Por lo tanto, y en palabras llanas, cuando se declare abusiva la clausula suelo, por falta de información, habrá retroactividad y devolución de lo pagado pero solo desde mayo de 2.013.

Lo curioso del caso es el razonamiento que lleva al Tribunal supremo a extender, de alguna forma, a todas las entidades bancarias los efectos de una Sentencia en la que no han intervenido ya que, con esta nueva resolución, al establecer el carácter retroactivo hasta mayo de 2.015, nuestro mas alto Tribunal ha querido mandar un claro mensaje a todas las entidades crediticias para que cesen en la aplicación de todas aquellas clausulas suelo en las que no puedan acreditar la suficiencia de información facilitada al consumidor en el momento de la contratación.

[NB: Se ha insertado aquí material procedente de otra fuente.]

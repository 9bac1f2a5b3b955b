//! Observer hooks for topology and distribution events.

use fluxgrid_core::id::NetworkId;
use fluxgrid_core::node::Capability;
use fluxgrid_core::pos::BlockPos;

use crate::snapshot::{NetworkSnapshot, TickStats};

/// Handle returned by `add_listener`, used to unsubscribe.
#[derive(Debug, Clone, Copy, PartialEq, Eq, Hash)]
pub struct ListenerId(pub u64);

/// Receives notifications from the network manager.
///
/// All hooks default to no-ops so implementors subscribe only to what
/// they care about. Callbacks run synchronously on the manager's thread,
/// while its lock is held: return quickly and never call back into the
/// manager.
pub trait NetworkListener: Send {
    /// A brand-new network was formed for an isolated node.
    fn on_network_created(&mut self, _network: &NetworkSnapshot) {}

    /// `source` was absorbed into `target`. The source id is dead after
    /// this call.
    fn on_network_merged(&mut self, _source: NetworkId, _target: NetworkId) {}

    /// `original` broke into `fragments`. The original id is dead; every
    /// fragment id is fresh.
    fn on_network_split(&mut self, _original: NetworkId, _fragments: &[NetworkId]) {}

    fn on_node_added(&mut self, _pos: BlockPos, _capability: Capability, _network: NetworkId) {}

    fn on_node_removed(&mut self, _pos: BlockPos, _capability: Capability, _network: NetworkId) {}

    /// Distribution finished for one network this tick.
    fn on_network_tick(&mut self, _network: NetworkId, _stats: &TickStats) {}
}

En efecto, la reciente Sentencia establece, en su Fundamento Décimo, que:

“…a partir de la fecha de publicación de la Sentencia del 9 de mayo 2013 no es posible ya la alegación de buena fe por los círculos interesados, pues esta sentencia abre los ojos y las mentes de las partes contratantes, pudiendo éstas indagar y esclarecer si las cláusulas suelo insertas en contratos de préstamo con tipo de interés variable, en principio lícitas, carecen de transparencia, no por oscuridad interna, sino por insuficiencia de información…

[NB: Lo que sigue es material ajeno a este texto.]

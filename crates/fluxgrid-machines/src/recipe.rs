//! Machine recipes and the lookup book.

use std::collections::BTreeMap;

use fluxgrid_core::fixed::Fixed64;
use serde::{Deserialize, Serialize};
use thiserror::Error;

/// Errors from building or loading a recipe book.
#[derive(Debug, Error)]
pub enum RecipeError {
    #[error("recipe already registered: {0}")]
    Duplicate(String),
    #[cfg(feature = "recipe-io")]
    #[error("invalid recipe definition: {0}")]
    Parse(#[from] serde_json::Error),
}

/// One conversion a machine type can perform: input items plus energy
/// become output items.
#[derive(Debug, Clone, PartialEq, Serialize, Deserialize)]
pub struct Recipe {
    pub id: String,
    /// Which machine type runs this recipe, e.g. `"macerator"`.
    pub machine_type: String,
    pub input_item: String,
    pub input_count: u32,
    pub output_item: String,
    pub output_count: u32,
    /// Joules a machine must bank to complete one operation.
    pub energy_required: Fixed64,
}

impl Recipe {
    pub fn new(
        id: &str,
        machine_type: &str,
        input_item: &str,
        input_count: u32,
        output_item: &str,
        output_count: u32,
        energy_required: Fixed64,
    ) -> Self {
        Self {
            id: id.to_string(),
            machine_type: machine_type.to_string(),
            input_item: input_item.to_string(),
            input_count,
            output_item: output_item.to_string(),
            output_count,
            energy_required,
        }
    }

    /// Seconds one operation takes at the given draw, for display.
    pub fn duration_secs(&self, power_watts: Fixed64) -> Fixed64 {
        if power_watts > Fixed64::ZERO {
            self.energy_required / power_watts
        } else {
            Fixed64::ZERO
        }
    }
}

// ---------------------------------------------------------------------------
// Recipe book
// ---------------------------------------------------------------------------

/// All known recipes, indexed by id and by (machine type, input item).
/// Machines hold a shared handle to one book.
#[derive(Debug, Clone, Default)]
pub struct RecipeBook {
    by_id: BTreeMap<String, Recipe>,
    by_machine_and_input: BTreeMap<(String, String), String>,
}

impl RecipeBook {
    pub fn new() -> Self {
        Self::default()
    }

    /// The stock recipe set: ore doubling in the macerator, dust and ore
    /// smelting in the electric furnace.
    pub fn standard() -> Self {
        let mut book = Self::new();
        let e = Fixed64::from_num(1_600);
        for ore in ["Iron", "Copper", "Tin"] {
            let id = format!("macerator_{}_ore", ore.to_lowercase());
            let recipe = Recipe::new(
                &id,
                "macerator",
                &format!("{ore}_Ore"),
                1,
                &format!("{ore}_Dust"),
                2,
                e,
            );
            // Ids are generated, so duplicates cannot occur here.
            let _ = book.register(recipe);
        }
        let e = Fixed64::from_num(1_280);
        for ore in ["Iron", "Copper", "Tin"] {
            let dust = Recipe::new(
                &format!("furnace_{}_dust", ore.to_lowercase()),
                "electric_furnace",
                &format!("{ore}_Dust"),
                1,
                &format!("{ore}_Ingot"),
                1,
                e,
            );
            let _ = book.register(dust);
            // Direct ore smelting, no doubling bonus.
            let direct = Recipe::new(
                &format!("furnace_{}_ore", ore.to_lowercase()),
                "electric_furnace",
                &format!("{ore}_Ore"),
                1,
                &format!("{ore}_Ingot"),
                1,
                e,
            );
            let _ = book.register(direct);
        }
        book
    }

    pub fn register(&mut self, recipe: Recipe) -> Result<(), RecipeError> {
        if self.by_id.contains_key(&recipe.id) {
            return Err(RecipeError::Duplicate(recipe.id));
        }
        self.by_machine_and_input.insert(
            (recipe.machine_type.clone(), recipe.input_item.clone()),
            recipe.id.clone(),
        );
        self.by_id.insert(recipe.id.clone(), recipe);
        Ok(())
    }

    pub fn by_id(&self, id: &str) -> Option<&Recipe> {
        self.by_id.get(id)
    }

    /// The recipe a machine of `machine_type` runs on `input_item`.
    pub fn find(&self, machine_type: &str, input_item: &str) -> Option<&Recipe> {
        let id = self
            .by_machine_and_input
            .get(&(machine_type.to_string(), input_item.to_string()))?;
        self.by_id.get(id)
    }

    pub fn recipes_for(&self, machine_type: &str) -> Vec<&Recipe> {
        self.by_id
            .values()
            .filter(|r| r.machine_type == machine_type)
            .collect()
    }

    pub fn len(&self) -> usize {
        self.by_id.len()
    }

    pub fn is_empty(&self) -> bool {
        self.by_id.is_empty()
    }

    /// Load recipes from a JSON array of recipe definitions and register
    /// them all.
    #[cfg(feature = "recipe-io")]
    pub fn load_json(&mut self, json: &str) -> Result<usize, RecipeError> {
        #[derive(Deserialize)]
        struct RecipeDef {
            id: String,
            machine_type: String,
            input_item: String,
            #[serde(default = "one")]
            input_count: u32,
            output_item: String,
            #[serde(default = "one")]
            output_count: u32,
            energy_required: f64,
        }
        fn one() -> u32 {
            1
        }

        let defs: Vec<RecipeDef> = serde_json::from_str(json)?;
        let count = defs.len();
        for def in defs {
            self.register(Recipe::new(
                &def.id,
                &def.machine_type,
                &def.input_item,
                def.input_count,
                &def.output_item,
                def.output_count,
                Fixed64::from_num(def.energy_required),
            ))?;
        }
        Ok(count)
    }
}

#[cfg(test)]
mod tests {
    use super::*;

    // -----------------------------------------------------------------------
    // Test 1: Standard book covers macerating and smelting
    // -----------------------------------------------------------------------
    #[test]
    fn standard_book_lookups() {
        let book = RecipeBook::standard();
        assert_eq!(book.len(), 9);

        let doubling = book.find("macerator", "Iron_Ore").unwrap();
        assert_eq!(doubling.output_item, "Iron_Dust");
        assert_eq!(doubling.output_count, 2);
        assert_eq!(doubling.energy_required, Fixed64::from_num(1_600));

        let smelt = book.find("electric_furnace", "Iron_Dust").unwrap();
        assert_eq!(smelt.output_item, "Iron_Ingot");
        assert_eq!(smelt.output_count, 1);

        // Direct ore smelting exists but does not double.
        let direct = book.find("electric_furnace", "Tin_Ore").unwrap();
        assert_eq!(direct.output_count, 1);

        assert!(book.find("macerator", "Iron_Dust").is_none());
    }

    // -----------------------------------------------------------------------
    // Test 2: Duplicate ids are rejected
    // -----------------------------------------------------------------------
    #[test]
    fn duplicate_ids_rejected() {
        let mut book = RecipeBook::new();
        let recipe = Recipe::new("r1", "macerator", "A", 1, "B", 1, Fixed64::from_num(10));
        book.register(recipe.clone()).unwrap();
        let err = book.register(recipe).unwrap_err();
        assert!(matches!(err, RecipeError::Duplicate(id) if id == "r1"));
    }

    // -----------------------------------------------------------------------
    // Test 3: Duration scales with power draw
    // -----------------------------------------------------------------------
    #[test]
    fn duration_from_power() {
        let recipe = Recipe::new("r", "m", "A", 1, "B", 1, Fixed64::from_num(1_600));
        // 1600 J at 160 W is 10 seconds.
        assert_eq!(
            recipe.duration_secs(Fixed64::from_num(160)),
            Fixed64::from_num(10)
        );
        assert_eq!(recipe.duration_secs(Fixed64::ZERO), Fixed64::ZERO);
    }

    // -----------------------------------------------------------------------
    // Test 4: JSON loading registers definitions
    // -----------------------------------------------------------------------
    #[cfg(feature = "recipe-io")]
    #[test]
    fn json_loading() {
        let mut book = RecipeBook::new();
        let json = r#"[{
            "id": "macerator_gold_ore",
            "machine_type": "macerator",
            "input_item": "Gold_Ore",
            "input_count": 1,
            "output_item": "Gold_Dust",
            "output_count": 2,
            "energy_required": 1600.0
        }]"#;
        assert_eq!(book.load_json(json).unwrap(), 1);
        assert!(book.find("macerator", "Gold_Ore").is_some());
    }
}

En consecuencia, podemos concluir que con esta Sentencia de fecha 25 de marzo de 2.015 el Tribunal Supremo impone su poder y manda un doble mensaje a la judicatura, por un lado, y a las entidades financieras por otro.

A los jueces les obliga a cesar en las recalcitrantes argumentaciones de revisión de la doctrina de irretroactividad establecida y, unificando doctrina, les impone estar y pasar por el criterio de la irretroactividad establecido en la Sentencia de 9 de mayo de 2.013.

A las entidades financieras les manda una clara advertencia, bajo la amenaza de tener que devolver todas las cantidades cobradas por la aplicación de la clausula suelo desde marzo de 2.013, en el sentido de conminarlas a cesar en la aplicación de aquellas clausulas suelo en las que no exista la certeza de que van a poder probar ante los Tribunales no solo que informaron correctamente al consumidor en fase precontractual sino, al menos,

a) que éste se enteró de que se trata de un elemento definitorio del objeto principal del contrato,

b) que se le facilitaron simulaciones de escenarios diversos relacionados con el  comportamiento razonablemente previsible del tipo de interés en el momento de contratar,

c) que se le advirtió previa, clara y comprensible sobre el coste comparativo con otros productos de la propia entidad y, en definitiva,

d) que el consumidor tenía perfecto conocimiento de la cláusula, de su trascendencia e incidencia en la ejecución del contrato, a fin de poder adoptar su decisión económica después de haber sido informado cumplidamente.

 

Dada la extrema dificultad de tal prueba cuasi diabólica, que obliga a probar no solo lo que realizo la entidad financiera sino a probar lo que el consumidor llegó a entender, parece que el Tribunal Supremo poco mas que se ha irrogado las funciones que el poder legislativo no ha querido ejercer regulando las cláusulas suelo y, con esta resolución, pone punto final a estos dos últimos años de controversia judicial.